Pada puncak tertinggi bangunan mercusuar terdapat sebuah ruang berdinding kaca tebal. Di dalamnya sebuah lampu dengan ukuran lebih besar daripada talam. Lampu tebal itulah yang mengirim cahaya terang hingga ke perairan internasional Samudera Hindia. Sumber energinya berasal dari mesin diesel di ruang mesin di bawah mercusuar. Tepat pukul 18.30 WIB mesin dihidupkan dan lampu mercusuar itu menyala terang sambil berputar. Namun itu kenangan dulu. Sekarang lampu besar itu hanya tinggal fosil dan tak lagi berfungsi. Sebagai pengganti, dipasang lampu dengan bentuk serupa, tetapi ukurannya lebih kecil.

Sementara itu, pada puncak mercusuar, di bawah ruangan kaca,  juga dibuat lantai yang melingkar mengikuti bentuk bundar bangunan mercusuar. Lantai dipagari jeruji besi setinggi 1.5 meter. Barangkali itulah lokasi terindah dari bangunan mercusuar.

Di lantai bundar itu hembusan angin menerpa wajah dan menyibak rambut kami. Dari ketinggian itu tampak jelas laut biru bergelombang. Di arah barat, Pulau Sabang bagai mengapung di atas gelombang. Pada arah yang hampir sama juga samar terlihat ujung Pulau Sumatera, yaitu sekitar kawasan Ujong Batèe. Sementara beberapa pulau batu berukuran kecil terlihat seperti mengapung diseret ombak di pinggir pulau di sekitar mercusuar. Di arah barat daya, Pulau Rondo seperti berusaha muncul dari balik Samudera yang membenamnya. Tampak samar sekali.

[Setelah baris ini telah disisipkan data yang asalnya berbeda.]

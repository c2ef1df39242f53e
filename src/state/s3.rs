//! S3 state backend
//!
//! Maps the backend contract onto native S3 object versioning: every
//! `save` produces a new object version, `list_versions`/`get_version`
//! surface the bucket's version history. Noncurrent-version retention is a
//! bucket lifecycle concern, not handled here.
//!
//! Advisory metadata (stack, environment, schema version) is attached to
//! each object when the key follows the canonical layout; the document
//! body stays authoritative.

use async_trait::async_trait;
use aws_sdk_s3::primitives::ByteStream;
use aws_sdk_s3::Client;
use chrono::{DateTime, Utc};

use super::{StateBackend, StateError, VersionInfo};

/// Version id reported by unversioned buckets
const NULL_VERSION: &str = "null";

/// State store over one S3 bucket
#[derive(Debug, Clone)]
pub struct S3StateBackend {
    client: Client,
    bucket: String,
}

impl S3StateBackend {
    /// Use a pre-built client, e.g. one pointed at a custom endpoint
    pub fn new(client: Client, bucket: impl Into<String>) -> Self {
        Self {
            client,
            bucket: bucket.into(),
        }
    }

    /// Standard AWS config chain (env vars, profiles, IMDS)
    pub async fn from_env(bucket: impl Into<String>) -> Self {
        let config = aws_config::load_defaults(aws_config::BehaviorVersion::latest()).await;
        Self::new(Client::new(&config), bucket)
    }
}

fn transport(key: &str, err: impl std::fmt::Display) -> StateError {
    StateError::Transport {
        key: key.to_string(),
        message: err.to_string(),
    }
}

fn to_chrono(dt: &aws_sdk_s3::primitives::DateTime) -> DateTime<Utc> {
    DateTime::from_timestamp(dt.secs(), dt.subsec_nanos()).unwrap_or_else(Utc::now)
}

/// Advisory object metadata derived from canonical keys
fn advisory_metadata(key: &str) -> Vec<(&'static str, String)> {
    let mut meta = vec![(
        "panka-schema-version",
        super::STATE_SCHEMA_VERSION.to_string(),
    )];
    // .../stacks/{stack}/{environment}/state.json
    let parts: Vec<&str> = key.split('/').collect();
    if let Some(pos) = parts.iter().position(|p| *p == "stacks") {
        if parts.len() > pos + 2 {
            meta.push(("panka-stack", parts[pos + 1].to_string()));
            meta.push(("panka-environment", parts[pos + 2].to_string()));
        }
    }
    if let Some(pos) = parts.iter().position(|p| *p == "tenants") {
        if parts.len() > pos + 1 {
            meta.push(("panka-tenant", parts[pos + 1].to_string()));
        }
    }
    meta
}

#[async_trait]
impl StateBackend for S3StateBackend {
    async fn save(&self, key: &str, body: &str) -> Result<String, StateError> {
        let mut request = self
            .client
            .put_object()
            .bucket(&self.bucket)
            .key(key)
            .content_type("application/json")
            .body(ByteStream::from(body.as_bytes().to_vec()));
        for (name, value) in advisory_metadata(key) {
            request = request.metadata(name, value);
        }

        let output = request.send().await.map_err(|e| transport(key, e))?;
        Ok(output
            .version_id()
            .unwrap_or(NULL_VERSION)
            .to_string())
    }

    async fn load(&self, key: &str) -> Result<(String, String), StateError> {
        let result = self
            .client
            .get_object()
            .bucket(&self.bucket)
            .key(key)
            .send()
            .await;

        let output = match result {
            Ok(output) => output,
            Err(err) => {
                if err
                    .as_service_error()
                    .is_some_and(|e| e.is_no_such_key())
                {
                    return Err(StateError::NotFound {
                        key: key.to_string(),
                    });
                }
                return Err(transport(key, err));
            }
        };

        let version = output
            .version_id()
            .unwrap_or(NULL_VERSION)
            .to_string();
        let bytes = output
            .body
            .collect()
            .await
            .map_err(|e| transport(key, e))?
            .into_bytes();
        let body = String::from_utf8(bytes.to_vec())
            .map_err(|e| transport(key, format!("body is not UTF-8: {e}")))?;
        Ok((body, version))
    }

    async fn exists(&self, key: &str) -> Result<bool, StateError> {
        match self
            .client
            .head_object()
            .bucket(&self.bucket)
            .key(key)
            .send()
            .await
        {
            Ok(_) => Ok(true),
            Err(err) => {
                if err.as_service_error().is_some_and(|e| e.is_not_found()) {
                    Ok(false)
                } else {
                    Err(transport(key, err))
                }
            }
        }
    }

    async fn delete(&self, key: &str) -> Result<(), StateError> {
        if !self.exists(key).await? {
            return Err(StateError::NotFound {
                key: key.to_string(),
            });
        }
        self.client
            .delete_object()
            .bucket(&self.bucket)
            .key(key)
            .send()
            .await
            .map_err(|e| transport(key, e))?;
        Ok(())
    }

    async fn list(&self, prefix: &str) -> Result<Vec<String>, StateError> {
        let mut keys = Vec::new();
        let mut continuation: Option<String> = None;

        loop {
            let mut request = self
                .client
                .list_objects_v2()
                .bucket(&self.bucket)
                .prefix(prefix);
            if let Some(token) = continuation.take() {
                request = request.continuation_token(token);
            }
            let output = request.send().await.map_err(|e| transport(prefix, e))?;
            for object in output.contents() {
                if let Some(key) = object.key() {
                    keys.push(key.to_string());
                }
            }
            match output.next_continuation_token() {
                Some(token) => continuation = Some(token.to_string()),
                None => break,
            }
        }

        keys.sort();
        Ok(keys)
    }

    async fn list_versions(&self, key: &str) -> Result<Vec<VersionInfo>, StateError> {
        let output = self
            .client
            .list_object_versions()
            .bucket(&self.bucket)
            .prefix(key)
            .send()
            .await
            .map_err(|e| transport(key, e))?;

        let mut versions: Vec<VersionInfo> = output
            .versions()
            .iter()
            .filter(|v| v.key() == Some(key))
            .map(|v| VersionInfo {
                version_id: v.version_id().unwrap_or(NULL_VERSION).to_string(),
                timestamp: v.last_modified().map(to_chrono).unwrap_or_else(Utc::now),
                size: v.size().unwrap_or(0) as u64,
                is_latest: v.is_latest().unwrap_or(false),
            })
            .collect();

        if versions.is_empty() {
            return Err(StateError::NotFound {
                key: key.to_string(),
            });
        }
        // Newest first.
        versions.sort_by(|a, b| b.timestamp.cmp(&a.timestamp));
        Ok(versions)
    }

    async fn get_version(&self, key: &str, version_id: &str) -> Result<String, StateError> {
        let result = self
            .client
            .get_object()
            .bucket(&self.bucket)
            .key(key)
            .version_id(version_id)
            .send()
            .await;

        let output = match result {
            Ok(output) => output,
            Err(err) => {
                if err
                    .as_service_error()
                    .is_some_and(|e| e.is_no_such_key())
                {
                    return Err(StateError::VersionNotFound {
                        key: key.to_string(),
                        version: version_id.to_string(),
                    });
                }
                return Err(transport(key, err));
            }
        };

        let bytes = output
            .body
            .collect()
            .await
            .map_err(|e| transport(key, e))?
            .into_bytes();
        String::from_utf8(bytes.to_vec())
            .map_err(|e| transport(key, format!("body is not UTF-8: {e}")))
    }
}

#[cfg(test)]
mod tests {
    use super::*;

    #[test]
    fn test_advisory_metadata_from_canonical_key() {
        let meta = advisory_metadata("tenants/team-a/v1/stacks/app/dev/state.json");
        assert!(meta.contains(&("panka-stack", "app".to_string())));
        assert!(meta.contains(&("panka-environment", "dev".to_string())));
        assert!(meta.contains(&("panka-tenant", "team-a".to_string())));
    }

    #[test]
    fn test_advisory_metadata_from_flat_key() {
        let meta = advisory_metadata("tenants.yaml");
        assert_eq!(meta.len(), 1); // schema version only
    }
}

Menoleh ke belakang, ke arah hutan, terlihat deretan bangunan tua berada di dasar kaki mercusuar. Bangunan itu lurus menjalar hingga rumah jenderal di puncak itu.

Pada perjalanan tahun 2012, saya sempat bermalam di puncak mercusuar itu. Suasana indah di malam hari memang memunculkan kesan tersendiri. Menikmati kopi di puncak sambil meresap dingin angin malam sungguh seperti sebuah rayuan kepada mata untuk terus terjaga. Nun di laut lepas, kapal berukuran besar dengan pendar cahaya terang tampak berlalu. Perahu kecil milik nelayan juga bertabur di seantero laut di kawasan itu.
Balai Pelestarian Cagar Budaya Aceh mencatat, ketinggian menara Willem Toren mencapai 85 meter, pada areal seluas 20 hektare. Penamaan Willem’s Toren untuk menara itu mengadopsi nama Raja Willem Alexander Paul Frederik Lodewijk, penguasa Luxemburg  ketika itu. Konon bangunan mercusuar juga dibuat sebagai penghormatan kepada raja karena giat membangun infrastruktur di wilayah Hindia Belanda, termasuk Aceh.

Balai Pelestarian Cagar Budaya Aceh juga menyebutkan, Belanda membangun mercusuar  untuk menyiapkan Pulo Weh (Sabang) sebagai pelabuhan transit Selat Malaka karena serikat dagang Hindia Belanda,  VOC,  telah berdiri. “Infrastruktur pelabuhan dan sarana navigasi jadi kebutuhan dasar saat itu dan Belanda bercita-cita ingin membuat pelabuhan transit Sabang seperti Singapura.”

Kabarnya, di dunia  hanya terdapat tiga mercusuar yang dibangun Raja Willem ketika itu, yaitu di Aceh, Kepulauan Karibia, dan di Belanda.  Hanya mercusuar di Aceh dan Kepulauan Karibia yang masih berfungsi, sementara mercusuar di Belanda telah berubah fungsi menjadi museum.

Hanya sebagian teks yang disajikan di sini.